INSTRUCTIONS TO FOLLOW: For each line of the listing below that contains the string "authorization", copy the line.

-=-=-

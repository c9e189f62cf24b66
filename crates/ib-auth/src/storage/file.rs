//! File-backed token storage
//!
//! The token set lives in a JSON file at the configured path. The pending PKCE
//! verifier lives next to it in `<path>.pkce` so clearing one slot never
//! touches the other. All writes use atomic temp-file + rename and set 0600
//! permissions, since both files hold credentials.

use std::path::{Path, PathBuf};

use serde::{Deserialize, Serialize};
use tokio::sync::Mutex;
use tracing::{debug, warn};

use super::{StorageFuture, TokenStorage, stamped};
use crate::error::{Error, Result};
use crate::token::TokenSet;

/// On-disk shape of the verifier file.
#[derive(Debug, Serialize, Deserialize)]
struct VerifierFile {
    code_verifier: String,
}

/// Token storage backed by two JSON files.
///
/// The Mutex serializes writers within this process; reads go straight to disk.
pub struct FileStorage {
    tokens_path: PathBuf,
    verifier_path: PathBuf,
    write_lock: Mutex<()>,
}

impl FileStorage {
    /// Store tokens at `path` and the verifier at `path` + `.pkce`.
    ///
    /// Nothing is created until the first write.
    pub fn new(path: impl Into<PathBuf>) -> Self {
        let tokens_path = path.into();
        let mut verifier_path = tokens_path.clone().into_os_string();
        verifier_path.push(".pkce");
        Self {
            tokens_path,
            verifier_path: PathBuf::from(verifier_path),
            write_lock: Mutex::new(()),
        }
    }

    pub fn tokens_path(&self) -> &Path {
        &self.tokens_path
    }

    pub fn verifier_path(&self) -> &Path {
        &self.verifier_path
    }
}

impl TokenStorage for FileStorage {
    fn store_tokens<'a>(&'a self, tokens: &'a TokenSet) -> StorageFuture<'a, ()> {
        Box::pin(async move {
            let _guard = self.write_lock.lock().await;
            write_atomic(&self.tokens_path, &stamped(tokens)).await
        })
    }

    fn get_tokens(&self) -> StorageFuture<'_, Option<TokenSet>> {
        Box::pin(async move { read_json::<TokenSet>(&self.tokens_path).await })
    }

    fn clear_tokens(&self) -> StorageFuture<'_, ()> {
        Box::pin(async move {
            let _guard = self.write_lock.lock().await;
            remove_if_exists(&self.tokens_path).await
        })
    }

    fn store_code_verifier<'a>(&'a self, verifier: &'a str) -> StorageFuture<'a, ()> {
        Box::pin(async move {
            let _guard = self.write_lock.lock().await;
            let file = VerifierFile {
                code_verifier: verifier.to_string(),
            };
            write_atomic(&self.verifier_path, &file).await
        })
    }

    fn get_code_verifier(&self) -> StorageFuture<'_, Option<String>> {
        Box::pin(async move {
            Ok(read_json::<VerifierFile>(&self.verifier_path)
                .await?
                .map(|f| f.code_verifier))
        })
    }

    fn clear_code_verifier(&self) -> StorageFuture<'_, ()> {
        Box::pin(async move {
            let _guard = self.write_lock.lock().await;
            remove_if_exists(&self.verifier_path).await
        })
    }
}

/// Read and parse a JSON file.
///
/// A missing file is an empty slot. A file that exists but does not parse is
/// also treated as empty (with a warning) so a corrupt file forces
/// re-authentication instead of wedging every request.
async fn read_json<T: serde::de::DeserializeOwned>(path: &Path) -> Result<Option<T>> {
    let contents = match tokio::fs::read_to_string(path).await {
        Ok(c) => c,
        Err(e) if e.kind() == std::io::ErrorKind::NotFound => return Ok(None),
        Err(e) => {
            return Err(Error::Io(format!(
                "reading {}: {e}",
                path.display()
            )));
        }
    };

    match serde_json::from_str(&contents) {
        Ok(value) => Ok(Some(value)),
        Err(e) => {
            warn!(path = %path.display(), error = %e, "ignoring unparseable storage file");
            Ok(None)
        }
    }
}

async fn remove_if_exists(path: &Path) -> Result<()> {
    match tokio::fs::remove_file(path).await {
        Ok(()) => {
            debug!(path = %path.display(), "removed storage file");
            Ok(())
        }
        Err(e) if e.kind() == std::io::ErrorKind::NotFound => Ok(()),
        Err(e) => Err(Error::Io(format!("removing {}: {e}", path.display()))),
    }
}

/// Write a value to a file atomically.
///
/// Writes to a temporary file in the same directory, then renames it over
/// the target, so a crash mid-write leaves the previous contents intact.
/// Sets file permissions to 0600 (owner read/write only).
async fn write_atomic<T: Serialize>(path: &Path, value: &T) -> Result<()> {
    let json = serde_json::to_string_pretty(value)
        .map_err(|e| Error::Serialization(format!("serializing {}: {e}", path.display())))?;

    let dir = path
        .parent()
        .ok_or_else(|| Error::Io("storage path has no parent directory".into()))?;
    let file_name = path
        .file_name()
        .ok_or_else(|| Error::Io("storage path has no file name".into()))?
        .to_string_lossy();

    let tmp_path = dir.join(format!(".{file_name}.tmp.{}", std::process::id()));

    tokio::fs::write(&tmp_path, json.as_bytes())
        .await
        .map_err(|e| Error::Io(format!("writing temp storage file: {e}")))?;

    #[cfg(unix)]
    {
        use std::os::unix::fs::PermissionsExt;
        let perms = std::fs::Permissions::from_mode(0o600);
        tokio::fs::set_permissions(&tmp_path, perms)
            .await
            .map_err(|e| Error::Io(format!("setting storage file permissions: {e}")))?;
    }

    tokio::fs::rename(&tmp_path, path)
        .await
        .map_err(|e| Error::Io(format!("renaming temp storage file: {e}")))?;

    debug!(path = %path.display(), "persisted storage file");
    Ok(())
}
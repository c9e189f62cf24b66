//! Error types for the authenticated client

/// Errors from `OAuthClient` operations.
#[derive(Debug, thiserror::Error)]
pub enum Error {
    /// Storage holds no token set. The authorization flow must be completed
    /// before calling authenticated endpoints.
    #[error("not authenticated: no tokens in storage")]
    NoTokens,

    /// The server reported that the session behind the refresh token is gone.
    /// Stored tokens have already been cleared.
    #[error("session expired: {description}")]
    SessionExpired { description: String },

    /// Code exchange, refresh, discovery or storage failure.
    #[error(transparent)]
    Auth(#[from] ib_auth::Error),

    #[error("request failed with status {status}: {body}")]
    Http { status: u16, body: String },

    #[error("transport error: {0}")]
    Transport(#[from] reqwest::Error),

    #[error("invalid request: {0}")]
    InvalidRequest(String),
}

impl Error {
    /// HTTP status carried by the error, if any.
    pub fn status(&self) -> Option<u16> {
        match self {
            Error::Http { status, .. } => Some(*status),
            Error::Auth(ib_auth::Error::TokenExchange { status, .. })
            | Error::Auth(ib_auth::Error::TokenRefresh { status, .. }) => *status,
            Error::Transport(e) => e.status().map(|s| s.as_u16()),
            _ => None,
        }
    }

    /// Whether the caller has to run the authorization flow again.
    pub fn requires_reauthentication(&self) -> bool {
        matches!(self, Error::NoTokens | Error::SessionExpired { .. })
    }

    pub fn is_refresh_failure(&self) -> bool {
        matches!(self, Error::Auth(ib_auth::Error::TokenRefresh { .. }))
    }
}

/// Result alias for client operations.
pub type Result<T> = std::result::Result<T, Error>;

#[cfg(test)]
mod tests {
    use super::*;

    #[test]
    fn http_error_exposes_status() {
        let err = Error::Http {
            status: 500,
            body: "boom".into(),
        };
        assert_eq!(err.status(), Some(500));
        assert_eq!(err.to_string(), "request failed with status 500: boom");
        assert!(!err.requires_reauthentication());
    }

    #[test]
    fn refresh_failure_is_classified() {
        let err = Error::from(ib_auth::Error::TokenRefresh {
            message: "token endpoint returned 400".into(),
            status: Some(400),
            source: None,
        });
        assert!(err.is_refresh_failure());
        assert_eq!(err.status(), Some(400));
        assert_eq!(err.to_string(), "token refresh failed: token endpoint returned 400");
    }

    #[test]
    fn reauthentication_errors() {
        assert!(Error::NoTokens.requires_reauthentication());
        assert!(
            Error::SessionExpired {
                description: "Session has expired".into()
            }
            .requires_reauthentication()
        );
        assert!(!Error::InvalidRequest("bad header".into()).requires_reauthentication());
    }
}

-=-=-

WRITTEN REPLY:
    /// Storage holds no token set. The authorization flow must be completed
    /// Whether the caller has to run the authorization flow again.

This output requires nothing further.